▶ [The problem]: Copy out exactly the lines from the start of the data to the line containing "the command-line host.". Include both.

[[ Listed records open ]]

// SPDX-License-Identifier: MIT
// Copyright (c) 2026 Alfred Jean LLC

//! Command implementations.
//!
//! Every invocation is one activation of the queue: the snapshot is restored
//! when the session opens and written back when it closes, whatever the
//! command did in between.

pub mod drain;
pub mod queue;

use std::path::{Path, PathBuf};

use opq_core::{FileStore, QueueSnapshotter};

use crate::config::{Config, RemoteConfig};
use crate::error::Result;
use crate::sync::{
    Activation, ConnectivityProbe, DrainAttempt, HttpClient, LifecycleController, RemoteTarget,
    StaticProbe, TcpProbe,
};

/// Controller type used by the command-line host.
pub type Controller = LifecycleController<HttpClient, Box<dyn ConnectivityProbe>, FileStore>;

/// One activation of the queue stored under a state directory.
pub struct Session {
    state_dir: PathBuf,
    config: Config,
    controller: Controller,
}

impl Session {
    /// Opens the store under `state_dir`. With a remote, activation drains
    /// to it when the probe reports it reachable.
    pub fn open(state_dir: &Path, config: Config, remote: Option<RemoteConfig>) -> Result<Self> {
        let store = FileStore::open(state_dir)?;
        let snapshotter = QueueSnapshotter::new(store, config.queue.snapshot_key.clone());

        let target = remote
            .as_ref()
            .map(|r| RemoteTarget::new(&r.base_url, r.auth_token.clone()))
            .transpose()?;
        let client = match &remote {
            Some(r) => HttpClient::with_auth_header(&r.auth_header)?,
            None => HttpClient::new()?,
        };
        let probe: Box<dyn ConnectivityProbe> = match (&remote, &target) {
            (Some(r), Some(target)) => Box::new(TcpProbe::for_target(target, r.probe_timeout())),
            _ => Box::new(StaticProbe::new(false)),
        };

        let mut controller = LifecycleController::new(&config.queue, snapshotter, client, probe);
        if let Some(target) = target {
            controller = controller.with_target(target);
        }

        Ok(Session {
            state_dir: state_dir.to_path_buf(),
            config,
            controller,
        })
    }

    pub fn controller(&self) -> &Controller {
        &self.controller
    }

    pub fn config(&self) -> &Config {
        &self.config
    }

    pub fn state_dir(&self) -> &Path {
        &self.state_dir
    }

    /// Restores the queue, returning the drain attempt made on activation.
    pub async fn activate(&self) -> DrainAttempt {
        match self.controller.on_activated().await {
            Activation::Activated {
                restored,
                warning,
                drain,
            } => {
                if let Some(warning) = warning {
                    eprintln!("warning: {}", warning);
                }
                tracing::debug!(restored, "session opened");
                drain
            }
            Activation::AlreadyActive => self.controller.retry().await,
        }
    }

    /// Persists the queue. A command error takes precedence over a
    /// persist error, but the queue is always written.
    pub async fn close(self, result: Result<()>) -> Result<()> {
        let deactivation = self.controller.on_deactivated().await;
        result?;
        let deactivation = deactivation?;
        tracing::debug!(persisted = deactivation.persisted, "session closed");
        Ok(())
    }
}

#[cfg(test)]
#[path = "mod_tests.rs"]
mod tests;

[[ Listed records closed ]]

▶ [Answer to the exercise]:
// SPDX-License-Identifier: MIT
// Copyright (c) 2026 Alfred Jean LLC

//! Command implementations.
//!
//! Every invocation is one activation of the queue: the snapshot is restored
//! when the session opens and written back when it closes, whatever the
//! command did in between.

pub mod drain;
pub mod queue;

use std::path::{Path, PathBuf};

use opq_core::{FileStore, QueueSnapshotter};

use crate::config::{Config, RemoteConfig};
use crate::error::Result;
use crate::sync::{
    Activation, ConnectivityProbe, DrainAttempt, HttpClient, LifecycleController, RemoteTarget,
    StaticProbe, TcpProbe,
};

/// Controller type used by the command-line host.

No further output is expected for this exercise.